# Thread deleted! Why? Hours spent lost!!!



## bjchristian

My thread:

http://talkaboutmarriage.com/genera...-complains-house-messy-after-she-returns.html

Was deleted. I spent a lot of valuable time on this thread and there was a lot of positive feedback and advice. I enjoyed the different perspectives.

Please let me know why the entire thread was deleted? So this can be prevented in the future.

Warnings should be given before any deletion of threads, as many parties put a lot of time and effort in the participation of some of the threads.

Is it possible to get the contents of my thread emailed to me? If you feel that it is unsuitable for the forum? I my view everything was relevant and non-offensive.


----------



## Amplexor

Some sort of glitch. It should be back now.


----------



## 3putt

Amplexor said:


> Some sort of glitch. It should be back now.


Uh-oh....Reconciliation thread?...........DUCK!


----------



## bjchristian

Amplexor said:


> Some sort of glitch.

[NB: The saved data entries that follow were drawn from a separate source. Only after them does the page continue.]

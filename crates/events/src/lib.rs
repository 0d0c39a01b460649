//! Orchestration events: types, an explicit handler registry, and a bounded
//! dispatcher that fans accepted events out to handlers and projections.

mod bus;
mod dispatcher;
mod error;
mod filter;
mod handlers;
mod registry;
mod types;

pub use bus::EventBus;
pub use dispatcher::{DispatcherConfig, EventDispatcher, PublishOutcome};
pub use error::HandlerError;
pub use filter::EventFilter;
pub use handlers::TracingHandler;
pub use registry::{EventHandler, HandlerRegistry, Subscription};
pub use types::*;
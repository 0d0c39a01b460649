use serde::{Deserialize, Serialize};

/// Failure code used when the engine itself, not the step, failed a node.
pub const ENGINE_INTERNAL_ERROR: &str = "ENGINE_INTERNAL_ERROR";
/// Failure code used when the parameter resolver rejected a node's inputs.
pub const EXPRESSION_ERROR: &str = "EXPRESSION_ERROR";
/// Failure code reported by a parent whose children did not all succeed.
pub const CHILD_FAILED: &str = "CHILD_FAILED";

#[derive(Debug, Clone, Serialize, Deserialize, PartialEq, Eq)]
pub struct FailureData {
    pub code: String,
    pub message: String,
}

/// Failure details produced by a step, carried to the adviser as data.
#[derive(Debug, Clone, Default, Serialize, Deserialize, PartialEq, Eq)]
pub struct FailureInfo {
    pub failures: Vec<FailureData>,
}

impl FailureInfo {
    pub fn new(code: impl Into<String>, message: impl Into<String>) -> Self {
        Self {
            failures: vec![FailureData {
                code: code.into(),
                message: message.into(),
            }],
        }
    }

    pub fn internal(message: impl Into<String>) -> Self {
        Self::new(ENGINE_INTERNAL_ERROR, message)
    }

    pub fn with_failure(mut self, code: impl Into<String>, message: impl Into<String>) -> Self {
        self.failures.push(FailureData {
            code: code.into(),
            message: message.into(),
        });
        self
    }

    pub fn codes(&self) -> impl Iterator<Item = &str> {
        self.failures.iter().map(|f| f.code.as_str())
    }

    pub fn has_code(&self, code: &str) -> bool {
        self.codes().any(|c| c == code)
    }

    pub fn error_message(&self) -> String {
        self.failures
            .iter()
            .map(|f| format!("{}: {}", f.code, f.message))
            .collect::<Vec<_>>()
            .join("; ")
    }
}

impl std::fmt::Display for FailureInfo {
    fn fmt(&self, f: &mut std::fmt::Formatter<'_>) -> std::fmt::Result {
        f.write_str(&self.error_message())
    }
}

#[cfg(test)]
mod tests {
    use super::*;

    #[test]
    fn test_failure_codes_and_message() {
        let info = FailureInfo::new("E1", "connection refused").with_failure("E2", "timeout");
        assert!(info.has_code("E1"));
        assert!(info.has_code("E2"));
        assert!(!info.has_code("E3"));
        assert_eq!(info.error_message(), "E1: connection refused; E2: timeout");
    }

    #[test]
    fn test_internal_failure() {
        let info = FailureInfo::internal("no executor for `deploy`");
        assert!(info.has_code(ENGINE_INTERNAL_ERROR));
    }
}
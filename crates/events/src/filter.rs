use std::collections::HashSet;

use crate::types::{EventEnvelope, EventType};

/// Decides which events a registered handler sees.
///
/// An empty type set matches every event type. A step-type set, when present,
/// only matches node events for those step types.
#[derive(Debug, Clone, Default)]
pub struct EventFilter {
    event_types: HashSet<EventType>,
    step_types: Option<HashSet<String>>,
}

impl EventFilter {
    pub fn all() -> Self {
        Self::default()
    }

    pub fn for_types(types: impl IntoIterator<Item = EventType>) -> Self {
        Self {
            event_types: types.into_iter().collect(),
            step_types: None,
        }
    }

    pub fn with_step_types<S: Into<String>>(mut self, step_types: impl IntoIterator<Item = S>) -> Self {
        self.step_types = Some(step_types.into_iter().map(Into::into).collect());
        self
    }

    pub fn matches(&self, envelope: &EventEnvelope) -> bool {
        if !self.event_types.is_empty() && !self.event_types.contains(&envelope.event_type()) {
            return false;
        }
        match &self.step_types {
            None => true,
            Some(allowed) => envelope
                .event
                .step_type()
                .is_some_and(|step_type| allowed.contains(step_type)),
        }
    }
}
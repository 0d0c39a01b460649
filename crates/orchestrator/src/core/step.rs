//! Step executor trait and related types.
//!
//! A step executor knows how to run one step type. The engine owns everything
//! around it: parameter resolution, the facilitation mode, persistence and the
//! decision of what happens after the step reports back.

use async_trait::async_trait;
use conductor_core::{Ambiance, ExecutableResponse, FailureInfo, Status};
use serde::{Deserialize, Serialize};
use serde_json::Value;
use std::sync::Arc;
use uuid::Uuid;

use crate::services::TaskDispatcher;

/// What a step executor sees of the node it runs.
#[derive(Clone)]
pub struct StepContext {
    pub node_execution_id: Uuid,
    pub plan_execution_id: Uuid,
    pub identifier: String,
    pub step_type: String,
    pub attempt_id: Uuid,
    pub retry_count: u32,
    pub ambiance: Ambiance,
    /// Resolved once per node; every attempt sees the same snapshot.
    pub parameters: Value,
    /// Plan node ids of the children, for `Child`/`Children` steps.
    pub children: Vec<String>,
    /// Pre-registered correlation id for `Async`/`Task` steps.
    pub correlation_id: Option<String>,
    pub task_dispatcher: Arc<dyn TaskDispatcher>,
}

impl StepContext {
    pub fn parameter(&self, key: &str) -> Option<&Value> {
        self.parameters.get(key)
    }

    pub fn str_parameter(&self, key: &str) -> Option<&str> {
        self.parameter(key).and_then(Value::as_str)
    }

    pub fn u64_parameter(&self, key: &str) -> Option<u64> {
        self.parameter(key).and_then(Value::as_u64)
    }

    /// The pre-registered correlation id, or a failure if the step was not given one.
    pub fn require_correlation_id(&self) -> Result<String, FailureInfo> {
        self.correlation_id.clone().ok_or_else(|| {
            FailureInfo::internal(format!(
                "step `{}` needs a correlation id but was not facilitated asynchronously",
                self.identifier
            ))
        })
    }
}

#[async_trait]
pub trait StepExecutor: Send + Sync {
    /// Runs the step. `Err` is a step failure and goes to the advisers.
    async fn execute(&self, ctx: &StepContext) -> Result<ExecutableResponse, FailureInfo>;

    /// Turns the payload delivered by a notify into the step's result.
    async fn handle_response(&self, _ctx: &StepContext, response: &Value) -> Result<Value, FailureInfo> {
        outcome_from_response(response)
    }
}

/// Reads the conventional response shape:
/// `{"status": "succeeded" | "failed", "outputs": {..}, "failure": {"code", "message"}}`.
/// A response without a status counts as success with itself as outputs.
pub fn outcome_from_response(response: &Value) -> Result<Value, FailureInfo> {
    let status = response.get("status").and_then(Value::as_str);
    match status {
        Some("failed") | Some("error") => {
            let failure = response.get("failure");
            let code = failure
                .and_then(|f| f.get("code"))
                .and_then(Value::as_str)
                .unwrap_or("TASK_FAILED");
            let message = failure
                .and_then(|f| f.get("message"))
                .and_then(Value::as_str)
                .unwrap_or("task reported failure");
            Err(FailureInfo::new(code, message))
        }
        Some(_) => Ok(response.get("outputs").cloned().unwrap_or(Value::Null)),
        None => Ok(response.clone()),
    }
}

/// A step result on its way to the advisers.
#[derive(Debug, Clone, PartialEq, Serialize, Deserialize)]
pub struct StepOutcome {
    pub status: Status,
    pub outputs: Option<Value>,
    pub failure: Option<FailureInfo>,
    /// Set when a child was ended by an abort or expiry. Advisers are skipped
    /// and the node fails as is.
    #[serde(default)]
    pub interrupted: bool,
}

impl StepOutcome {
    pub fn succeeded(outputs: Value) -> Self {
        Self {
            status: Status::Succeeded,
            outputs: Some(outputs),
            failure: None,
            interrupted: false,
        }
    }

    pub fn failed(failure: FailureInfo) -> Self {
        Self {
            status: Status::Failed,
            outputs: None,
            failure: Some(failure),
            interrupted: false,
        }
    }

    pub fn mark_interrupted(mut self) -> Self {
        self.interrupted = true;
        self
    }

    pub fn from_result(result: Result<Value, FailureInfo>) -> Self {
        match result {
            Ok(outputs) => Self::succeeded(outputs),
            Err(failure) => Self::failed(failure),
        }
    }
}
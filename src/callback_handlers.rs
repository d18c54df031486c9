use super::*;

pub(super) async fn handle_callback(bot: Bot, q: CallbackQuery, state: Arc<AppState>) -> Result<()> {
    let user_id = q.from.id.0;
    if user_id != state.config.user_id {
        return Ok(());
    }

    if let Some(data) = q.data.as_deref() {
        if data.starts_with("rv:") {
            handle_review_callback(bot, q, state).await?;
        }
    }

    Ok(())
}

async fn handle_review_callback(bot: Bot, q: CallbackQuery, state: Arc<AppState>) -> Result<()> {
    let Some(message) = q.message.clone() else {
        return Ok(());
    };
    let Some(data) = q.data.as_deref() else {
        return Ok(());
    };
    let mut parts = data.split(':');
    let _ = parts.next();
    let review_id = match parts.next() {
        Some(id) => id.to_string(),
        None => return Ok(()),
    };
    let action = match parts.next() {
        Some(action) => action.to_string(),
        None => return Ok(()),
    };

    let review = state.review.lock().await.clone();
    let Some(review) = review.filter(|review| review.id == review_id) else {
        bot.answer_callback_query(q.id)
            .text("Review session expired. Use /review.")
            .await?;
        return Ok(());
    };

    let chat_id = message.chat.id;
    let mut notice: Option<&str> = None;
    match action.as_str() {
        "keep" => match review.engine.keep().await {
            Ok(_) | Err(ReviewError::NoCurrentPost) => {}
            Err(err) => error!("keep failed: {}", err),
        },
        "delete" => match review.engine.delete().await {
            Ok(_) => notice = Some("Deleted."),
            Err(ReviewError::NoCurrentPost) | Err(ReviewError::Superseded) => {}
            Err(err) => {
                send_error(&bot, chat_id, &format!("Could not delete the post: {}", err)).await?;
            }
        },
        "refresh" => review.engine.pump().await,
        other => {
            let filters = review.engine.snapshot().await.filters;
            if let Some(patch) = toggle_patch(other, filters) {
                if let Err(err) = review.engine.set_filter(patch).await {
                    warn!("filter change left the queue without posts: {}", err);
                }
            }
        }
    }

    let message_id = render_review(&bot, chat_id, Some(message.id), &review).await?;
    state.review_messages.lock().await.insert(chat_id.0, message_id);

    match notice {
        Some(text) => bot.answer_callback_query(q.id).text(text).await?,
        None => bot.answer_callback_query(q.id).await?,
    };
    Ok(())
}
use super::*;

use std::future::Future;

pub(crate) const DEFAULT_RETRY_ATTEMPTS: u32 = 3;
pub(crate) const DEFAULT_RETRY_DELAY_MS: u64 = 2000;

#[derive(Clone, Copy, Debug, PartialEq, Eq)]
pub(crate) struct RetryPolicy {
    pub(crate) attempts: u32,
    pub(crate) delay: Duration,
}

impl Default for RetryPolicy {
    fn default() -> Self {
        Self {
            attempts: DEFAULT_RETRY_ATTEMPTS,
            delay: Duration::from_millis(DEFAULT_RETRY_DELAY_MS),
        }
    }
}

pub(crate) async fn with_retries<T, E, F, Fut, R>(
    policy: &RetryPolicy,
    retryable: R,
    mut op: F,
) -> std::result::Result<T, E>
where
    F: FnMut(u32) -> Fut,
    Fut: Future<Output = std::result::Result<T, E>>,
    R: Fn(&E) -> bool,
    E: std::fmt::Display,
{
    let mut attempt = 0;
    loop {
        match op(attempt).await {
            Ok(value) => return Ok(value),
            Err(err) if attempt < policy.attempts && retryable(&err) => {
                warn!(
                    "attempt {} failed: {}; retrying in {:?} ({} left)",
                    attempt + 1,
                    err,
                    policy.delay,
                    policy.attempts - attempt
                );
                tokio::time::sleep(policy.delay).await;
                attempt += 1;
            }
            Err(err) => return Err(err),
        }
    }
}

It should be back now.


There is another glitch that I hope you can fix. When editing the OK it disappeared. I don't know why this happened as I didn't delete it. It just disappeared. Can you re-insert my OP so people actually know what is going on with my post. 

i left a msg with the Web master but didn't get and reply from them. 

Thanks in advance.

_Posted via *Topify* on Android_


----------



## bjchristian

Amplexor said:


> Some sort of glitch. It should be back now.


Also when the original glitch was fixed do the people I quoted know I responded to their post or they have no indication of my response?

_Posted via *Topify* on Android_


----------



## Almostrecovered

Pro tip- stop editing the first post and simply respond in the thread, so much easier to follow


----------



## Nucking Futs

Almostrecovered said:


> Pro tip- stop editing the first post and simply respond in the thread, so much easier to follow


Seconded, no one's going to see your edits since no one re-reads the first post.


----------